• **WORK TO COMPLETE**
Search the material for the word "dispatched" and copy every line in which it occurs.

• **GIVEN RECORDS**
* * * * * * * * *

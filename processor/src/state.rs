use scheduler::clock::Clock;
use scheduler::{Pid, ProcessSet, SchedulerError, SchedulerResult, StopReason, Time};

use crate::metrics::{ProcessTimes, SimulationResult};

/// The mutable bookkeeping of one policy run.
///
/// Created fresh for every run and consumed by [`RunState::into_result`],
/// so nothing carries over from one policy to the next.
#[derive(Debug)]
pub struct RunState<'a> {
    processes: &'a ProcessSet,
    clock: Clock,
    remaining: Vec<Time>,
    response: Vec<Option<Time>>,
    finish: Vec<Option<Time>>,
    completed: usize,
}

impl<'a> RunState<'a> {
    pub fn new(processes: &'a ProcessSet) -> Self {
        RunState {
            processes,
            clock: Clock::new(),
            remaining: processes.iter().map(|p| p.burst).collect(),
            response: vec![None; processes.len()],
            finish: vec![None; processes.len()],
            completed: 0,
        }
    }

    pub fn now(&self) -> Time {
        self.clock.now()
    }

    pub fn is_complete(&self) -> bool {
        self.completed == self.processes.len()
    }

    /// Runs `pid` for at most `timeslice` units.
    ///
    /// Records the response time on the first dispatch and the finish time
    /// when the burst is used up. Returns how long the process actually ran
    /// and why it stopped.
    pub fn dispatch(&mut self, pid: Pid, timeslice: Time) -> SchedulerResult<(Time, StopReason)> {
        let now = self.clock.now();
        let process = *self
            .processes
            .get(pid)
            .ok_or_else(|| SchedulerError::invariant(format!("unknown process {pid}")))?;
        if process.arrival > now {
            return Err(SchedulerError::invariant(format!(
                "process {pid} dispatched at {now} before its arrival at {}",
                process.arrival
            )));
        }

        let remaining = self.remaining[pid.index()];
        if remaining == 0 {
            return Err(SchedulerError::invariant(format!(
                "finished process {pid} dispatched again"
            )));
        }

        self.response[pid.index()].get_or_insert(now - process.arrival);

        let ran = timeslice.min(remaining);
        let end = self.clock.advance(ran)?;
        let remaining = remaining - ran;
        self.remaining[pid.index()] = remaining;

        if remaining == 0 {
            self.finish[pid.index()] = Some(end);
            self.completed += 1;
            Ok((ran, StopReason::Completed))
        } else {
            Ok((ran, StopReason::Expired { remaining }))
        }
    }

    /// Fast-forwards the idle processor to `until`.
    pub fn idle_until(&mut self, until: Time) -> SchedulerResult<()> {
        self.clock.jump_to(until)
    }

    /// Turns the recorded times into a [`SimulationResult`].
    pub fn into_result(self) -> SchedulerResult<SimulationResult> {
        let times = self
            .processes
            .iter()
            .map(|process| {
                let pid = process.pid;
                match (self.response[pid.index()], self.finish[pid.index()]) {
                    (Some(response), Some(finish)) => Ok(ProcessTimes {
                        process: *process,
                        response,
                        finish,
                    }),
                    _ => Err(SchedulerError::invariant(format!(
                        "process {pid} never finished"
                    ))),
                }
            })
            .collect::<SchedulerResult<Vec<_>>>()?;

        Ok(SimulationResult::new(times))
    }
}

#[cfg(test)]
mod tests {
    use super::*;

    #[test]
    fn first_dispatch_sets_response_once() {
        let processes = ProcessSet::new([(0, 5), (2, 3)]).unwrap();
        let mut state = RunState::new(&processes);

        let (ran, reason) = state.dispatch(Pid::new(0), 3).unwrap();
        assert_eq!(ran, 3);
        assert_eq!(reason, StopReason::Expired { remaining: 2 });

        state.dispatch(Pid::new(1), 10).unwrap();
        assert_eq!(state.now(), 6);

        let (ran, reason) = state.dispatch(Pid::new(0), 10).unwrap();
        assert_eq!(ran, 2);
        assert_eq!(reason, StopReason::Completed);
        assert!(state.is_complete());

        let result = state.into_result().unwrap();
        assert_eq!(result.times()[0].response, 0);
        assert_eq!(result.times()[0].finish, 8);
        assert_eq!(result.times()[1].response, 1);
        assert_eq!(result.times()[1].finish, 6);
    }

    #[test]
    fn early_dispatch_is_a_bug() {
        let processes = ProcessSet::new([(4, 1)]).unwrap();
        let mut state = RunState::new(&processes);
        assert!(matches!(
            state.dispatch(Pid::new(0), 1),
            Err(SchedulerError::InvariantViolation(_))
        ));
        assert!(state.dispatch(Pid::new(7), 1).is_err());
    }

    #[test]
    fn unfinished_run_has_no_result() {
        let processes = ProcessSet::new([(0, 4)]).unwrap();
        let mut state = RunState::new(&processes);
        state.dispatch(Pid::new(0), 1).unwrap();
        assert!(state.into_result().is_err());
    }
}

* * * * * * * * *

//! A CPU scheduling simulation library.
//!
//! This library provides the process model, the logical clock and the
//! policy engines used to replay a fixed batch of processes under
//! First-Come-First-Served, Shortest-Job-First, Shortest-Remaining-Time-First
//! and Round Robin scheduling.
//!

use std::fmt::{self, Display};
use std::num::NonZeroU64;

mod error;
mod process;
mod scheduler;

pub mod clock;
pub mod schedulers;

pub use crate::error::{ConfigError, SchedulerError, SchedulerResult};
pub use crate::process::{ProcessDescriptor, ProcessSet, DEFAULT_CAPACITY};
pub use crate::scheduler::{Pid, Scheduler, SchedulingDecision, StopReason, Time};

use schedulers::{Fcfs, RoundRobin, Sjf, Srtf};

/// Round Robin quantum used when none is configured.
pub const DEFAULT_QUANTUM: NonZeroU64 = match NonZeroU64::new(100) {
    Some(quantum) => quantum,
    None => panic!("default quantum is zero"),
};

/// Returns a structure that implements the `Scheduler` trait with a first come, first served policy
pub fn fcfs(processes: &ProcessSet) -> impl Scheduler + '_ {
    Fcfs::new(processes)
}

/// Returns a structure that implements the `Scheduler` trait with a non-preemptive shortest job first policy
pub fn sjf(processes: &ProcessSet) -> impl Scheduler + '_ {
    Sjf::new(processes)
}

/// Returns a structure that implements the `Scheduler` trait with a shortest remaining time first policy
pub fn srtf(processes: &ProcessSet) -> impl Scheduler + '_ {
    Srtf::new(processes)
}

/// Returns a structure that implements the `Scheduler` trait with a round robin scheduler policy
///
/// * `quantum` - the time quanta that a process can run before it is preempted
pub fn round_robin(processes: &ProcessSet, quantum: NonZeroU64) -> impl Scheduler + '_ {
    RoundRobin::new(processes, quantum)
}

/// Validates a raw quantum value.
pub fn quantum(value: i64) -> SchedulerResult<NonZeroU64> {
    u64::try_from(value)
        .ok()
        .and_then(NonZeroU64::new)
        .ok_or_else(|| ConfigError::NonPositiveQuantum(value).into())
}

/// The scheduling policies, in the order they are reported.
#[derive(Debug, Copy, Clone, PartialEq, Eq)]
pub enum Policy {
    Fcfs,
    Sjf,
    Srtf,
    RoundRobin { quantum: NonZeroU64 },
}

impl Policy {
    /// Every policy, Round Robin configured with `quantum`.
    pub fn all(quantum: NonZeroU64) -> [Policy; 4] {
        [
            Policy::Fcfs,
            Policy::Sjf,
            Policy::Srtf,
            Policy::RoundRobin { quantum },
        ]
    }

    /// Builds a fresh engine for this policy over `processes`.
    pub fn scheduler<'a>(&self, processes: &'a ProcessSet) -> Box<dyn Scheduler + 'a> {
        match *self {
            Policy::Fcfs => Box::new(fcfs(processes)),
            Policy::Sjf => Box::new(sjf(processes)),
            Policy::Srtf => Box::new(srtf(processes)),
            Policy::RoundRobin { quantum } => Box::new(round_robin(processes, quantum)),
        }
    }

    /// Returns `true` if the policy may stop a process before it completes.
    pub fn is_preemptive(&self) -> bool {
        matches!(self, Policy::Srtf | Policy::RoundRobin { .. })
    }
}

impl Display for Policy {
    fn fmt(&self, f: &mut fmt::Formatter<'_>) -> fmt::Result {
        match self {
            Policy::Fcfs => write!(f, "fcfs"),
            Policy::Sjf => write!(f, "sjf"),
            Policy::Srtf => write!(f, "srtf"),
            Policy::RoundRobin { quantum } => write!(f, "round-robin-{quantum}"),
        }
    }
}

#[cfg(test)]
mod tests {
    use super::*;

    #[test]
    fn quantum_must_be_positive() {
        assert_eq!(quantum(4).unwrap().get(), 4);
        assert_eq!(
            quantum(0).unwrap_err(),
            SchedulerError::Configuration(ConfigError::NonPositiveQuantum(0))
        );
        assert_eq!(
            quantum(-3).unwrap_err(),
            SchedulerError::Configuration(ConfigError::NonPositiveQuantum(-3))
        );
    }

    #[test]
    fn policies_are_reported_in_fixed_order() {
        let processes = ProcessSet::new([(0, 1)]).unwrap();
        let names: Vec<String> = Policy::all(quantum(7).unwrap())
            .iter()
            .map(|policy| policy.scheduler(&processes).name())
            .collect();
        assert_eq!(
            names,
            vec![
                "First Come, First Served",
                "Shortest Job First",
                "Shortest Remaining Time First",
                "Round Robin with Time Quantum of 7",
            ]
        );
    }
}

* * * * * * * * *

• **ANSWER TO THIS EXERCISE**
                "process {pid} dispatched at {now} before its arrival at {}",
                "finished process {pid} dispatched again"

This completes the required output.